The book that made me want a Kindle/Nook

Score: 3 stars (out of 5)

Following along with George R.R. Martin’s magnum opus A Song of Ice and Fire has not been easy. The first three books came at a reasonable pace, each roughly two years apart. A Storm of Swords, the third book in the series, was a spectacular feat of modern fantasy writing that elevated Martin beyond the realm of a standard fantasy writer. But then came the Long Wait – it’s taken Martin 11 years to crank out the last two books in the series. In that time, A Game of Thrones has been transformed into an excellent HBO series, and it’s safe to say that Martin has fully crossed over into the American cultural mainstream.

All that raises the stakes for this ongoing saga. Part of what made A Storm of Swords so good were the masterful twists – the Red Wedding and what happened with the Lannisters – not to mention that incredible action up at the Wall. That’s going to make for some excellent TV. And part of what has plagued A Song of Ice and Fire since Swords is the meandering direction Martin took with book four, A Feast For Crows, and his latest, A Dance With Dragons.

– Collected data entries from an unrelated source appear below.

//! Block-diagram operations on transfer functions
//!
//! Provides series, parallel, negation and feedback interconnections.
//! Results are not reduced: common factors are kept.

use std::ops::{Add, Mul, Neg, Sub};

use super::transfer_function::TransferFunction;
use super::{require_siso, LtiSystem, Timebase};
use crate::error::{ControlError, Result};
use crate::math::polynomial;

impl TransferFunction {
    /// Parallel connection (self + other), element-wise for MIMO models
    pub fn parallel(&self, other: &TransferFunction) -> Result<TransferFunction> {
        let timebase = Timebase::common(self.timebase(), other.timebase())?;
        if (self.noutputs(), self.ninputs()) != (other.noutputs(), other.ninputs()) {
            return Err(ControlError::IncompatibleShape(format!(
                "cannot add a {}x{} system to a {}x{} system",
                other.noutputs(),
                other.ninputs(),
                self.noutputs(),
                self.ninputs()
            )));
        }

        let mut num = Vec::with_capacity(self.noutputs());
        let mut den = Vec::with_capacity(self.noutputs());
        for i in 0..self.noutputs() {
            let mut num_row = Vec::with_capacity(self.ninputs());
            let mut den_row = Vec::with_capacity(self.ninputs());
            for j in 0..self.ninputs() {
                let (n1, d1) = (self.num(i, j), self.den(i, j));
                let (n2, d2) = (other.num(i, j), other.den(i, j));
                if d1 == d2 {
                    num_row.push(polynomial::add(n1, n2));
                    den_row.push(d1.to_vec());
                } else {
                    num_row.push(polynomial::add(
                        &polynomial::mul(n1, d2),
                        &polynomial::mul(n2, d1),
                    ));
                    den_row.push(polynomial::mul(d1, d2));
                }
            }
            num.push(num_row);
            den.push(den_row);
        }

        TransferFunction::new(num, den, timebase)
    }

    /// Series connection (other after self), SISO only
    pub fn series(&self, other: &TransferFunction) -> Result<TransferFunction> {
        require_siso(self, "series")?;
        require_siso(other, "series")?;
        let timebase = Timebase::common(self.timebase(), other.timebase())?;

        TransferFunction::siso(
            polynomial::mul(self.num(0, 0), other.num(0, 0)),
            polynomial::mul(self.den(0, 0), other.den(0, 0)),
            timebase,
        )
    }

    /// Negated system
    pub fn negate(&self) -> TransferFunction {
        let num = self
            .num
            .iter()
            .map(|row| row.iter().map(|n| polynomial::scale(n, -1.0)).collect())
            .collect();
        TransferFunction {
            num,
            den: self.den.clone(),
            timebase: self.timebase,
        }
    }

    /// Feedback interconnection, SISO only
    ///
    /// Returns self / (1 - sign * self * other); `sign = -1.0` is the usual
    /// negative feedback.
    pub fn feedback(&self, other: &TransferFunction, sign: f64) -> Result<TransferFunction> {
        require_siso(self, "feedback")?;
        require_siso(other, "feedback")?;
        let timebase = Timebase::common(self.timebase(), other.timebase())?;

        let (n1, d1) = (self.num(0, 0), self.den(0, 0));
        let (n2, d2) = (other.num(0, 0), other.den(0, 0));

        let num = polynomial::mul(n1, d2);
        let den = polynomial::add(
            &polynomial::mul(d1, d2),
            &polynomial::scale(&polynomial::mul(n1, n2), -sign),
        );
        if polynomial::is_zero(&den) {
            return Err(ControlError::SingularConversion(
                "closed loop denominator is identically zero".to_string(),
            ));
        }

        TransferFunction::siso(num, den, timebase)
    }
}

impl Add for &TransferFunction {
    type Output = Result<TransferFunction>;

    fn add(self, rhs: &TransferFunction) -> Self::Output {
        self.parallel(rhs)
    }
}

impl Sub for &TransferFunction {
    type Output = Result<TransferFunction>;

    fn sub(self, rhs: &TransferFunction) -> Self::Output {
        self.parallel(&rhs.negate())
    }
}

impl Mul for &TransferFunction {
    type Output = Result<TransferFunction>;

    fn mul(self, rhs: &TransferFunction) -> Self::Output {
        self.series(rhs)
    }
}

impl Neg for &TransferFunction {
    type Output = TransferFunction;

    fn neg(self) -> Self::Output {
        self.negate()
    }
}
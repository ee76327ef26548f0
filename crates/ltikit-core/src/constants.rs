//! Numerical constants for LTI computations
//!
//! Provides standardized tolerance values and defaults used throughout
//! the library. Components read these through [`crate::config::NumericConfig`]
//! rather than directly, so a caller can override them per component.

/// Absolute threshold below which an imaginary part is considered negligible.
/// A root or pole with |Im| below this value is treated as real.
pub const REAL_TOL: f64 = 1e-12;

/// Relative tolerance for matching a complex root with its conjugate partner.
pub const CONJUGATE_TOL: f64 = 1e-8;

/// Relative threshold for dropping spurious leading polynomial coefficients
/// produced by cancellation (e.g. in state-space to transfer function).
pub const COEFF_TOL: f64 = 1e-12;

/// Iteration bound for the Schur eigenvalue solver.
pub const EIG_MAX_ITERATIONS: usize = 10_000;

/// Number of points in an automatically generated frequency grid.
pub const DEFAULT_GRID_POINTS: usize = 2000;

/// Decades added on each side of the pole/zero features of a model
/// when generating its frequency grid.
pub const GRID_PERIPHERY_DECADES: f64 = 2.0;

/// Frequency (rad/s) used as the grid center when a model has no
/// non-zero poles or zeros.
pub const DEFAULT_GRID_CENTER: f64 = 1.0;
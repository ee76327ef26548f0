//! Polynomial helpers
//!
//! Polynomials are coefficient slices in descending powers, so
//! `[1.0, 2.0, 3.0]` is s^2 + 2s + 3.

use ndarray::Array2;
use num_complex::Complex64;

use super::linalg;
use crate::error::{ControlError, Result};

/// Remove leading exact zeros, keeping at least one coefficient
pub fn trim_leading_zeros(p: &[f64]) -> Vec<f64> {
    match p.iter().position(|&c| c != 0.0) {
        Some(first) => p[first..].to_vec(),
        None => vec![0.0],
    }
}

/// Polynomial degree after trimming leading zeros
pub fn degree(p: &[f64]) -> usize {
    trim_leading_zeros(p).len() - 1
}

/// True if every coefficient is zero
pub fn is_zero(p: &[f64]) -> bool {
    p.iter().all(|&c| c == 0.0)
}

/// Left-pad with zeros to the given length
pub fn pad_left(p: &[f64], len: usize) -> Vec<f64> {
    if p.len() >= len {
        return p.to_vec();
    }
    let mut out = vec![0.0; len - p.len()];
    out.extend_from_slice(p);
    out
}

/// Sum of two polynomials
pub fn add(a: &[f64], b: &[f64]) -> Vec<f64> {
    let len = a.len().max(b.len());
    let a = pad_left(a, len);
    let b = pad_left(b, len);
    a.iter().zip(b.iter()).map(|(x, y)| x + y).collect()
}

/// Product of two polynomials
pub fn mul(a: &[f64], b: &[f64]) -> Vec<f64> {
    if a.is_empty() || b.is_empty() {
        return vec![0.0];
    }
    let mut out = vec![0.0; a.len() + b.len() - 1];
    for (i, &x) in a.iter().enumerate() {
        for (j, &y) in b.iter().enumerate() {
            out[i + j] += x * y;
        }
    }
    out
}

/// Multiply every coefficient by a scalar
pub fn scale(p: &[f64], k: f64) -> Vec<f64> {
    p.iter().map(|c| c * k).collect()
}

/// Integer power of a polynomial
pub fn pow(p: &[f64], n: usize) -> Vec<f64> {
    (0..n).fold(vec![1.0], |acc, _| mul(&acc, p))
}

/// Evaluate at a complex point with Horner's rule
pub fn polyval(p: &[f64], s: Complex64) -> Complex64 {
    p.iter()
        .fold(Complex64::new(0.0, 0.0), |acc, &c| acc * s + c)
}

/// Expand a monic polynomial from its roots: (s - r1)(s - r2)...(s - rn)
///
/// Roots are expected to be closed under conjugation; the residual
/// imaginary parts of the expanded coefficients are dropped.
pub fn poly_from_roots(roots: &[Complex64]) -> Vec<f64> {
    let mut coeffs = vec![Complex64::new(1.0, 0.0)];

    for &root in roots {
        let mut next = vec![Complex64::new(0.0, 0.0); coeffs.len() + 1];
        for (i, &c) in coeffs.iter().enumerate() {
            next[i] += c;
            next[i + 1] -= root * c;
        }
        coeffs = next;
    }

    coeffs.iter().map(|c| c.re).collect()
}

/// Roots of a real polynomial
///
/// Computed as eigenvalues of the companion matrix with a bounded Schur
/// iteration. Trailing zero coefficients yield exact roots at the origin.
pub fn roots(p: &[f64], max_iterations: usize) -> Result<Vec<Complex64>> {
    if p.iter().any(|c| !c.is_finite()) {
        return Err(ControlError::InvalidArgument(
            "polynomial has non-finite coefficients".to_string(),
        ));
    }
    let p = trim_leading_zeros(p);
    if is_zero(&p) {
        return Err(ControlError::InvalidArgument(
            "roots of the zero polynomial are undefined".to_string(),
        ));
    }

    let n_origin = p.iter().rev().take_while(|&&c| c == 0.0).count();
    let core = &p[..p.len() - n_origin];
    let degree = core.len() - 1;

    let mut out = Vec::with_capacity(degree + n_origin);
    match degree {
        0 => {}
        1 => out.push(Complex64::new(-core[1] / core[0], 0.0)),
        _ => {
            let lead = core[0];
            let mut companion = Array2::<f64>::zeros((degree, degree));
            for j in 0..degree {
                companion[[0, j]] = -core[j + 1] / lead;
            }
            for i in 1..degree {
                companion[[i, i - 1]] = 1.0;
            }
            out.extend(linalg::eigenvalues(&companion, max_iterations)?);
        }
    }
    out.extend(std::iter::repeat(Complex64::new(0.0, 0.0)).take(n_origin));

    Ok(out)
}

/// Zero out imaginary parts below `tol`
pub fn snap_real(values: &mut [Complex64], tol: f64) {
    for v in values.iter_mut() {
        if v.im.abs() < tol {
            v.im = 0.0;
        }
    }
}

/// Check that every complex value has its conjugate in the set
///
/// Values with |Im| < `real_tol` count as real. Matching uses a relative
/// tolerance `conj_tol` scaled by the value's magnitude.
pub fn is_conjugate_closed(values: &[Complex64], real_tol: f64, conj_tol: f64) -> bool {
    let mut used = vec![false; values.len()];

    for (i, v) in values.iter().enumerate() {
        if v.im.abs() < real_tol || used[i] {
            continue;
        }
        let target = v.conj();
        let tol = conj_tol * v.norm().max(1.0);
        let partner = values.iter().enumerate().position(|(j, w)| {
            j != i && !used[j] && w.im.abs() >= real_tol && (w - target).norm() <= tol
        });
        match partner {
            Some(j) => {
                used[i] = true;
                used[j] = true;
            }
            None => return false,
        }
    }
    true
}
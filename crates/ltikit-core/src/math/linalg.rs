//! Linear algebra operations
//!
//! This module provides a unified interface for matrix operations.
//! Models store their matrices as ndarray arrays; nalgebra does the
//! factorizations. All ndarray<->nalgebra conversions are contained here.

use nalgebra::linalg::Schur;
use nalgebra::DMatrix;
use ndarray::Array2;
use num_complex::Complex64;

use crate::error::{ControlError, Result};

// ============================================================================
// Conversion helpers (internal)
// ============================================================================

/// Convert ndarray Array2<Complex64> to nalgebra DMatrix<Complex<f64>>
#[inline]
fn to_na_complex(a: &Array2<Complex64>) -> DMatrix<nalgebra::Complex<f64>> {
    let (m, n) = a.dim();
    DMatrix::from_fn(m, n, |i, j| {
        nalgebra::Complex::new(a[[i, j]].re, a[[i, j]].im)
    })
}

/// Convert nalgebra DMatrix<Complex<f64>> to ndarray Array2<Complex64>
#[inline]
fn from_na_complex(m: &DMatrix<nalgebra::Complex<f64>>) -> Array2<Complex64> {
    let rows = m.nrows();
    let cols = m.ncols();
    Array2::from_shape_fn((rows, cols), |(i, j)| {
        Complex64::new(m[(i, j)].re, m[(i, j)].im)
    })
}

/// Convert ndarray Array2<f64> to nalgebra DMatrix<f64>
#[inline]
fn to_na_real(a: &Array2<f64>) -> DMatrix<f64> {
    let (m, n) = a.dim();
    DMatrix::from_fn(m, n, |i, j| a[[i, j]])
}

/// Convert nalgebra DMatrix<f64> to ndarray Array2<f64>
#[inline]
fn from_na_real(m: &DMatrix<f64>) -> Array2<f64> {
    let rows = m.nrows();
    let cols = m.ncols();
    Array2::from_shape_fn((rows, cols), |(i, j)| m[(i, j)])
}

// ============================================================================
// Matrix inversion and linear solves
// ============================================================================

/// Solve A X = B for real matrices with an LU factorization
///
/// Returns None if A is singular, non-square, or the row counts disagree.
pub fn solve_real(a: &Array2<f64>, b: &Array2<f64>) -> Option<Array2<f64>> {
    let (m, n) = a.dim();
    if m != n || b.nrows() != m {
        return None;
    }
    if m == 0 {
        return Some(Array2::zeros((0, b.ncols())));
    }

    let lu = to_na_real(a).lu();
    let x = lu.solve(&to_na_real(b))?;
    if x.iter().any(|v| !v.is_finite()) {
        return None;
    }
    Some(from_na_real(&x))
}

/// Solve A X = B for complex matrices with an LU factorization
///
/// Returns None if A is singular, non-square, or the row counts disagree.
pub fn solve_complex(a: &Array2<Complex64>, b: &Array2<Complex64>) -> Option<Array2<Complex64>> {
    let (m, n) = a.dim();
    if m != n || b.nrows() != m {
        return None;
    }
    if m == 0 {
        return Some(Array2::zeros((0, b.ncols())));
    }

    let lu = to_na_complex(a).lu();
    let x = lu.solve(&to_na_complex(b))?;
    if x.iter().any(|v| !v.re.is_finite() || !v.im.is_finite()) {
        return None;
    }
    Some(from_na_complex(&x))
}

// ============================================================================
// Eigenvalue decomposition
// ============================================================================

/// Compute complex eigenvalues of a real matrix
///
/// Uses a real Schur decomposition whose iteration count is bounded by
/// `max_iterations`; exceeding the bound is reported as non-convergence
/// instead of looping indefinitely.
pub fn eigenvalues(a: &Array2<f64>, max_iterations: usize) -> Result<Vec<Complex64>> {
    let (m, n) = a.dim();
    if m != n {
        return Err(ControlError::IncompatibleShape(format!(
            "eigenvalues need a square matrix, got {}x{}",
            m, n
        )));
    }
    if m == 0 {
        return Ok(Vec::new());
    }
    if m == 1 {
        return Ok(vec![Complex64::new(a[[0, 0]], 0.0)]);
    }
    if a.iter().any(|v| !v.is_finite()) {
        return Err(ControlError::InvalidArgument(
            "matrix contains non-finite entries".to_string(),
        ));
    }

    let schur = Schur::try_new(to_na_real(a), f64::EPSILON, max_iterations.max(1)).ok_or(
        ControlError::NumericalNonconvergence {
            solver: "Schur eigenvalue solver",
            order: m,
        },
    )?;
    let eigs = schur.complex_eigenvalues();

    Ok(eigs.iter().map(|e| Complex64::new(e.re, e.im)).collect())
}

// ============================================================================
// Matrix exponential
// ============================================================================

/// Matrix exponential of a real square matrix
pub fn expm(a: &Array2<f64>) -> Result<Array2<f64>> {
    let (m, n) = a.dim();
    if m != n {
        return Err(ControlError::IncompatibleShape(format!(
            "matrix exponential needs a square matrix, got {}x{}",
            m, n
        )));
    }
    if m == 0 {
        return Ok(Array2::zeros((0, 0)));
    }

    let exp = to_na_real(a).exp();
    Ok(from_na_real(&exp))
}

My biggest complaint with A Dance With Dragons is that it takes almost 700 pages for anything of real impact to actually happen. Too many of the plot threads devolve into boring travelogues. Tyrion, in particular, spends the book wandering about without much rhyme or reason. Daenerys spends most of the book engaged in petty palace intrigues in Mereen that really aren’t that intriguing. The sudden shift from this rampaging bringer of freedom in the East to this insecure little girl waiting for her Prince to arrive is very jarring. And the Jon Snow chapters never really go anywhere – we see him playing second fiddle to Stannis’ bizarre war plans.

Jamie’s single chapter in the book, which only exists to create another twist with Brienne and the Hound, should have been left out and included as a main thread in the next book. Its inclusion here made it a cheap “gotcha” chapter that added nothing to the story.

Other main characters are drifting about with ever-decreasing intensity. Cersei makes an appearance that is somewhat predictable; Arya continues to run around with the mysterious Faceless Men in a manner so ponderous that I found myself wishing that Martin would either kill her off or find a proper way to return her to the larger narrative.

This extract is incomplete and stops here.